И совсем я люблю совершенно незабываемый «Блюз волчьего часа». Если бог даст и когда-нибудь я сниму «Эвакуатор», то начинаться он будет с этой песенки. Он её когда-то спел на моём дне рождения (тогда она была только написана), и я её запомнил с тех пор на всю жизнь. Понимаете, её же невозможно не петь, её хочется спеть! А что я буду вам сейчас демонстрировать свой вокал?
Первый стриж закричал и замолк —
Моросит и сверкает [светает] окрест.
Поводя серой мордой, как волк,
Ты чужой покидаешь подъезд
И глядишь, закурив за торцом,
Как из точно таких же дверей
Вышел он — тоже с серым лицом, —
В час волков, одиноких зверей.
Это звук самых первых шагов,
Это час для бродячих волков,
Это шум самых первых машин,
Это блюз одиноких мужчин.
Ну, мог бы я вам ещё почитать, но прочту ещё одну коротенькую вещь. Знаете, для меня Лёшку читать — всегда наслаждение, потому что это молодость моя, это Москва. Причём он по-настоящему поэт летней Москвы — опустевшей, такой пыльной, солнечной, где какой-нибудь один школьник, которому некуда уехать, переживает первые взрослые романы. Вот эта вечерняя остывающая Москва, отдающая тепло, такая элегическая, пустынная, с пыльной листвой, с какой-нибудь одинокой звездой… Гениально же у него сказано:
Дымится [ярится] над Столешниковым лето,
Смеётся [дерётся] и тоскует детвора,
Звезда июня, словно глаз валета,
Скользит пасьянсом окон до утра.
Ну чудесно сказано! Такая совершенно Маяковская метафоричность. И вот:
Когда это было, века ли промчали, года ли,
Отняли тебя у меня и другому отдали,
Но я поклянусь слюдяною дорожкой из глаз,
Что пламень меж бёдер девчачьих твоих не погас!

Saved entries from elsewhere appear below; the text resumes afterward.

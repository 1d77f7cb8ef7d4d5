use anyhow::{Context, Result};
use sqlx::sqlite::{SqliteConnectOptions, SqlitePool, SqlitePoolOptions};
use std::path::Path;
use std::str::FromStr;
use tokio::fs;
use tracing::info;

/// SQLite handle shared by the repositories. Schema is created on boot;
/// WAL mode for concurrent readers alongside the loader's writes.
#[derive(Clone)]
pub struct Database {
    pub pool: SqlitePool,
}

impl Database {
    pub async fn new(db_url: &str) -> Result<Self> {
        if let Some(path_part) = db_url.strip_prefix("sqlite://") {
            let path = Path::new(path_part);
            if let Some(parent) = path.parent()
                && !parent.as_os_str().is_empty()
                && !parent.exists()
            {
                fs::create_dir_all(parent)
                    .await
                    .context("create database directory")?;
            }
        }

        let options = SqliteConnectOptions::from_str(db_url)?
            .create_if_missing(true)
            .journal_mode(sqlx::sqlite::SqliteJournalMode::Wal);

        let pool = SqlitePoolOptions::new()
            .max_connections(5)
            .connect_with(options)
            .await
            .context("connect to SQLite database")?;

        info!("connected to database: {}", db_url);

        let db = Self { pool };
        db.init().await?;
        Ok(db)
    }

    async fn init(&self) -> Result<()> {
        let mut conn = self.pool.acquire().await?;

        sqlx::query(
            r#"
            CREATE TABLE IF NOT EXISTS candles (
                symbol TEXT NOT NULL,
                timeframe TEXT NOT NULL,
                ts INTEGER NOT NULL,
                open TEXT NOT NULL,
                high TEXT NOT NULL,
                low TEXT NOT NULL,
                close TEXT NOT NULL,
                volume TEXT NOT NULL,
                provenance TEXT NOT NULL,
                PRIMARY KEY (symbol, timeframe, ts)
            );
            "#,
        )
        .execute(&mut *conn)
        .await
        .context("create candles table")?;

        sqlx::query(
            r#"
            CREATE INDEX IF NOT EXISTS idx_candles_key_time
            ON candles (symbol, timeframe, ts);
            "#,
        )
        .execute(&mut *conn)
        .await
        .context("create candle index")?;

        // Audit columns (bot_raw_outputs, validation_flags, feature_snapshot)
        // are JSON text blobs; they are read back whole, never queried into.
        sqlx::query(
            r#"
            CREATE TABLE IF NOT EXISTS predictions (
                id TEXT PRIMARY KEY,
                symbol TEXT NOT NULL,
                timeframe TEXT NOT NULL,
                horizon_minutes INTEGER NOT NULL,
                produced_at INTEGER NOT NULL,
                reference_price REAL NOT NULL,
                overall_confidence REAL NOT NULL,
                outcome TEXT NOT NULL,
                predicted_series TEXT NOT NULL,
                bot_contributions TEXT NOT NULL,
                bot_raw_outputs TEXT NOT NULL,
                validation_flags TEXT NOT NULL,
                feature_snapshot TEXT NOT NULL
            );
            CREATE INDEX IF NOT EXISTS idx_predictions_key_time
            ON predictions (symbol, timeframe, produced_at);
            "#,
        )
        .execute(&mut *conn)
        .await
        .context("create predictions table")?;

        sqlx::query(
            r#"
            CREATE TABLE IF NOT EXISTS trainings (
                id TEXT PRIMARY KEY,
                symbol TEXT NOT NULL,
                timeframe TEXT NOT NULL,
                bot_name TEXT NOT NULL,
                started_at INTEGER NOT NULL,
                finished_at INTEGER,
                status TEXT NOT NULL,
                data_points_used INTEGER NOT NULL DEFAULT 0,
                test_rmse REAL,
                test_mae REAL,
                baseline_rmses TEXT NOT NULL DEFAULT '{}',
                model_size_bytes INTEGER NOT NULL DEFAULT 0,
                training_period TEXT,
                drift_score REAL,
                error_message TEXT
            );
            CREATE INDEX IF NOT EXISTS idx_trainings_model
            ON trainings (symbol, timeframe, bot_name, started_at);
            "#,
        )
        .execute(&mut *conn)
        .await
        .context("create trainings table")?;

        Ok(())
    }
}
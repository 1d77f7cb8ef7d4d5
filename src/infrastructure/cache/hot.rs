use crate::domain::market::{Timeframe, WindowSlice};
use chrono::{DateTime, Utc};
use std::collections::HashMap;
use std::sync::Arc;
use std::time::{Duration, Instant};
use tokio::sync::RwLock;

/// Cache key for a window request with bounds rounded to whole periods,
/// so near-identical requests coalesce onto one entry.
#[derive(Debug, Clone, PartialEq, Eq, Hash)]
pub struct WindowKey {
    pub symbol: String,
    pub timeframe: Timeframe,
    pub from_ts: i64,
    pub to_ts: i64,
}

impl WindowKey {
    pub fn rounded(
        symbol: &str,
        timeframe: Timeframe,
        from: DateTime<Utc>,
        to: DateTime<Utc>,
    ) -> Self {
        let step = timeframe.seconds();
        Self {
            symbol: symbol.to_string(),
            timeframe,
            from_ts: from.timestamp() - from.timestamp().rem_euclid(step),
            to_ts: to.timestamp() - to.timestamp().rem_euclid(step),
        }
    }
}

struct Entry {
    slice: Arc<WindowSlice>,
    inserted: Instant,
    ttl: Duration,
}

const SHARDS: usize = 16;

/// Hot tier: shared TTL map of immutable window snapshots, sharded by key
/// hash so concurrent symbols never contend on one lock. Entries for
/// windows touching recent data get a short TTL; purely historical
/// windows live longer. Expired entries are dropped lazily on access.
pub struct HotCache {
    shards: Vec<RwLock<HashMap<WindowKey, Entry>>>,
}

impl HotCache {
    pub fn new() -> Self {
        Self {
            shards: (0..SHARDS).map(|_| RwLock::new(HashMap::new())).collect(),
        }
    }

    fn shard(&self, key: &WindowKey) -> &RwLock<HashMap<WindowKey, Entry>> {
        use std::hash::{Hash, Hasher};
        let mut hasher = std::collections::hash_map::DefaultHasher::new();
        key.hash(&mut hasher);
        &self.shards[hasher.finish() as usize % SHARDS]
    }

    pub async fn get(&self, key: &WindowKey) -> Option<Arc<WindowSlice>> {
        let shard = self.shard(key);
        {
            let entries = shard.read().await;
            match entries.get(key) {
                Some(entry) if entry.inserted.elapsed() < entry.ttl => {
                    return Some(Arc::clone(&entry.slice));
                }
                Some(_) => {}
                None => return None,
            }
        }
        // Expired: take the write lock only for the removal.
        shard.write().await.remove(key);
        None
    }

    pub async fn put(&self, key: WindowKey, slice: Arc<WindowSlice>, ttl: Duration) {
        self.shard(&key).write().await.insert(
            key,
            Entry {
                slice,
                inserted: Instant::now(),
                ttl,
            },
        );
    }

    pub async fn clear(&self) {
        for shard in &self.shards {
            shard.write().await.clear();
        }
    }

    pub async fn len(&self) -> usize {
        let mut total = 0;
        for shard in &self.shards {
            total += shard.read().await.len();
        }
        total
    }
}

impl Default for HotCache {
    fn default() -> Self {
        Self::new()
    }
}

#[cfg(test)]
mod tests {
    use super::*;
    use crate::domain::market::Candle;
    use chrono::TimeZone;

    fn slice() -> Arc<WindowSlice> {
        Arc::new(WindowSlice::new("ACME", Timeframe::FiveMin, Vec::<Candle>::new()).unwrap())
    }

    fn key() -> WindowKey {
        WindowKey::rounded(
            "ACME",
            Timeframe::FiveMin,
            Utc.with_ymd_and_hms(2025, 6, 2, 3, 47, 12).unwrap(),
            Utc.with_ymd_and_hms(2025, 6, 2, 9, 58, 3).unwrap(),
        )
    }

    #[test]
    fn keys_round_to_period_boundaries() {
        let k = key();
        assert_eq!(k.from_ts % 300, 0);
        assert_eq!(k.to_ts % 300, 0);
        let again = WindowKey::rounded(
            "ACME",
            Timeframe::FiveMin,
            Utc.with_ymd_and_hms(2025, 6, 2, 3, 46, 0).unwrap(),
            Utc.with_ymd_and_hms(2025, 6, 2, 9, 59, 59).unwrap(),
        );
        assert_eq!(k, again);
    }

    #[tokio::test]
    async fn expires_after_ttl() {
        let cache = HotCache::new();
        cache.put(key(), slice(), Duration::from_millis(10)).await;
        assert!(cache.get(&key()).await.is_some());
        tokio::time::sleep(Duration::from_millis(25)).await;
        assert!(cache.get(&key()).await.is_none());
        assert_eq!(cache.len().await, 0);
    }

    #[tokio::test]
    async fn clear_empties_everything() {
        let cache = HotCache::new();
        cache.put(key(), slice(), Duration::from_secs(60)).await;
        cache.clear().await;
        assert!(cache.get(&key()).await.is_none());
    }
}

Святые слова продаются на всех перекрёстках,
(Звук какой! Какая аллитерация на «с»!)
И лёд стариковский пластом нарастает в подростках…
Не вякает из-под махины эпохи Пегас,
Но пламень меж бёдер девчачьих твоих не погас!
Исплешила моль до дешёвой подкладки гордыню,
Песчинки стеклись и с годами сложились в пустыню,
(Дальше я там что-то не помню.)
Но пламень меж бёдер девчачьих твоих не погас!
А что им с того, тем, кто нас друг у друга отняли —
С законным ли спишь кобелём, с тазепамом, одна ли —
Смогли, и весь сказ, но начни, моя память, показ! —
И пламень меж бёдер девчачьих твоих не погас!
Вот эта такая лолиточная любовь, любовь восьмиклассница к ровеснице — это и есть главная детская травма Дидурова. Он и оставался таким же робким, ненастным, романтическим восьмиклассником, который дворовую грязь воспевает с абсолютно вийоновскими интонациями. Он и был такой Вийон московский. Он очень мало прожил, очень много написал, и главное — создал удивительное поколение, им воспитанное и благодарно его вспоминающее.